Raj Samani, Chief Scientist at Rapid7, said the location of the intrusions raises the stakes for defenders. "If you have access to telecommunications infrastructure, you are not just inside one company, you are operating close to the communication layer of entire populations, which makes this type of access highly valuable and elevates detection to a national-level concern," he said. "The activity we are seeing continues to evolve in ways that improve stealth and persistence, and organisations should treat detection as the start of investigation, not the end of it."

Global risk

Beek said the interconnected nature of telecoms means the risk is not limited to a single market. Investigators are seeing relevant activity in Europe and the Asia-Pacific region, though confirming individual countries takes time because of the attackers' stealth.

"At this stage, attribution at the national level remains complex and is still under investigation. Given how the attacker conceals themselves within 'normal' network traffic, detection is no easy task. We are not merely searching for a needle in a haystack; rather, we are searching for a needle that has disguised itself as a piece of hay. What we can state with certainty, however, is that telecommunications infrastructure is utilised globally and is highly interconnected. Consequently, the associated risk is not confined to any single region. We are observing activity in multiple parts of the world, including Europe and APAC, but concrete confirmations on a country-by-country basis take time due to the stealthy nature of these attacks," he said.

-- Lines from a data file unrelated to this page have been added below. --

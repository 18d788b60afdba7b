//! Issue types for lint results.
//!
//! Issues are the reporter-facing form of a diagnostic: the span has been
//! resolved to a file/line/column, the message has been rendered, and the
//! configured severity has been applied.

use std::cmp::Ordering;

use enum_dispatch::enum_dispatch;

use crate::core::SourceContext;
use crate::diagnostics::{MessageArgs, MessageKey};
use crate::rules::RuleName;

// ============================================================
// Severity
// ============================================================

#[derive(Debug, Clone, Copy, PartialEq, Eq)]
pub enum Severity {
    Error,
    Warning,
}

impl std::fmt::Display for Severity {
    fn fmt(&self, f: &mut std::fmt::Formatter<'_>) -> std::fmt::Result {
        match self {
            Severity::Error => write!(f, "error"),
            Severity::Warning => write!(f, "warning"),
        }
    }
}

// ============================================================
// Issue Types
// ============================================================

/// A rule diagnostic located in a source file.
#[derive(Debug, Clone, PartialEq, Eq)]
pub struct LintIssue {
    pub context: SourceContext,
    pub rule: RuleName,
    pub severity: Severity,
    /// Rendered display text.
    pub message: String,
    /// Catalog key, when the message came from the catalog.
    pub message_key: Option<MessageKey>,
    pub message_args: MessageArgs,
}

/// File that failed to be read or parsed.
#[derive(Debug, Clone, PartialEq, Eq)]
pub struct ParseErrorIssue {
    pub file_path: String,
    pub error: String,
}

// ============================================================
// Issue Enum
// ============================================================

#[enum_dispatch(Report)]
#[derive(Debug, Clone, PartialEq, Eq)]
pub enum Issue {
    Lint(LintIssue),
    ParseError(ParseErrorIssue),
}

// ============================================================
// Report Trait (for CLI output)
// ============================================================

/// Location information for report output.
pub enum ReportLocation<'a> {
    /// Source code location (has source_line for context display).
    Source(&'a SourceContext),
    /// File-level only (for ParseError - no line context).
    File { path: &'a str },
}

impl ReportLocation<'_> {
    /// (path, line, col, source line); file-level locations use 0/0.
    pub fn parts(&self) -> (&str, usize, usize, Option<&str>) {
        match self {
            ReportLocation::Source(ctx) => (
                ctx.file_path(),
                ctx.line(),
                ctx.col(),
                Some(ctx.source_line.as_str()),
            ),
            ReportLocation::File { path } => (*path, 0, 0, None),
        }
    }
}

/// Trait for types that can be reported to CLI.
///
/// Uses `enum_dispatch` for zero-cost dispatch on the `Issue` enum.
#[enum_dispatch]
pub trait Report {
    fn location(&self) -> ReportLocation<'_>;

    /// Primary message to display.
    fn message(&self) -> String;

    fn report_severity(&self) -> Severity;

    /// Rule identifier shown next to the message.
    fn report_rule(&self) -> &'static str;

    fn message_key(&self) -> Option<MessageKey> {
        None
    }

    fn message_args(&self) -> Option<&MessageArgs> {
        None
    }
}

impl Report for LintIssue {
    fn location(&self) -> ReportLocation<'_> {
        ReportLocation::Source(&self.context)
    }

    fn message(&self) -> String {
        self.message.clone()
    }

    fn report_severity(&self) -> Severity {
        self.severity
    }

    fn report_rule(&self) -> &'static str {
        self.rule.as_str()
    }

    fn message_key(&self) -> Option<MessageKey> {
        self.message_key
    }

    fn message_args(&self) -> Option<&MessageArgs> {
        Some(&self.message_args)
    }
}

impl Report for ParseErrorIssue {
    fn location(&self) -> ReportLocation<'_> {
        ReportLocation::File {
            path: &self.file_path,
        }
    }

    fn message(&self) -> String {
        format!("Failed to parse: {}", self.error)
    }

    fn report_severity(&self) -> Severity {
        Severity::Error
    }

    fn report_rule(&self) -> &'static str {
        "parse-error"
    }
}

impl Ord for Issue {
    fn cmp(&self, other: &Self) -> Ordering {
        // Sort by: file_path, line, col, message
        let a = self.location();
        let b = other.location();
        let (a_path, a_line, a_col, _) = a.parts();
        let (b_path, b_line, b_col, _) = b.parts();

        a_path
            .cmp(b_path)
            .then_with(|| a_line.cmp(&b_line))
            .then_with(|| a_col.cmp(&b_col))
            .then_with(|| self.message().cmp(&other.message()))
    }
}

impl PartialOrd for Issue {
    fn partial_cmp(&self, other: &Self) -> Option<Ordering> {
        Some(self.cmp(other))
    }
}

#[cfg(test)]
mod tests {
    use super::*;
    use crate::core::SourceLocation;
    use pretty_assertions::assert_eq;

    fn lint_issue(file: &str, line: usize, col: usize, message: &str) -> Issue {
        Issue::Lint(LintIssue {
            context: SourceContext::new(SourceLocation::new(file, line, col), "RegExp('[')"),
            rule: RuleName::NoInvalidRegexp,
            severity: Severity::Error,
            message: message.to_string(),
            message_key: None,
            message_args: MessageArgs::new(),
        })
    }

    #[test]
    fn test_report_lint_issue() {
        let issue = lint_issue("a.js", 3, 7, "Unclosed character class");
        assert_eq!(issue.report_rule(), "no-invalid-regexp");
        assert_eq!(issue.report_severity(), Severity::Error);
        assert_eq!(issue.location().parts(), ("a.js", 3, 7, Some("RegExp('[')")));
    }

    #[test]
    fn test_report_parse_error() {
        let issue = Issue::ParseError(ParseErrorIssue {
            file_path: "broken.js".to_string(),
            error: "Expected ident".to_string(),
        });
        assert_eq!(issue.message(), "Failed to parse: Expected ident");
        assert_eq!(issue.report_rule(), "parse-error");
        assert_eq!(issue.location().parts(), ("broken.js", 0, 0, None));
    }

    #[test]
    fn test_issue_ordering() {
        let mut issues = vec![
            lint_issue("b.js", 1, 1, "x"),
            lint_issue("a.js", 10, 1, "x"),
            lint_issue("a.js", 2, 5, "y"),
            lint_issue("a.js", 2, 5, "a"),
        ];
        issues.sort();
        let order: Vec<_> = issues
            .iter()
            .map(|i| {
                let loc = i.location();
                let (path, line, _, _) = loc.parts();
                format!("{}:{}:{}", path, line, i.message())
            })
            .collect();
        assert_eq!(order, vec!["a.js:2:a", "a.js:2:y", "a.js:10:x", "b.js:1:x"]);
    }

    #[test]
    fn test_severity_display() {
        assert_eq!(Severity::Error.to_string(), "error");
        assert_eq!(Severity::Warning.to_string(), "warning");
    }
}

The findings add to broader concerns over telecom networks as strategic targets for espionage. Because these networks sit near the centre of national communications systems, an intruder can potentially monitor data flows across a wide range of users and institutions without needing direct access to each target organisation.

Rapid7 is working with organisations it believes may have been affected. It has also released an open-source scanning script to detect both previously known BPFdoor variants and newer samples, allowing defenders to assess possible exposure and begin incident response where needed.

It has also integrated the findings into its own detection and threat-hunting systems, including retroactive searches for signs of compromise and updated intelligence for customers through its Intelligence Hub.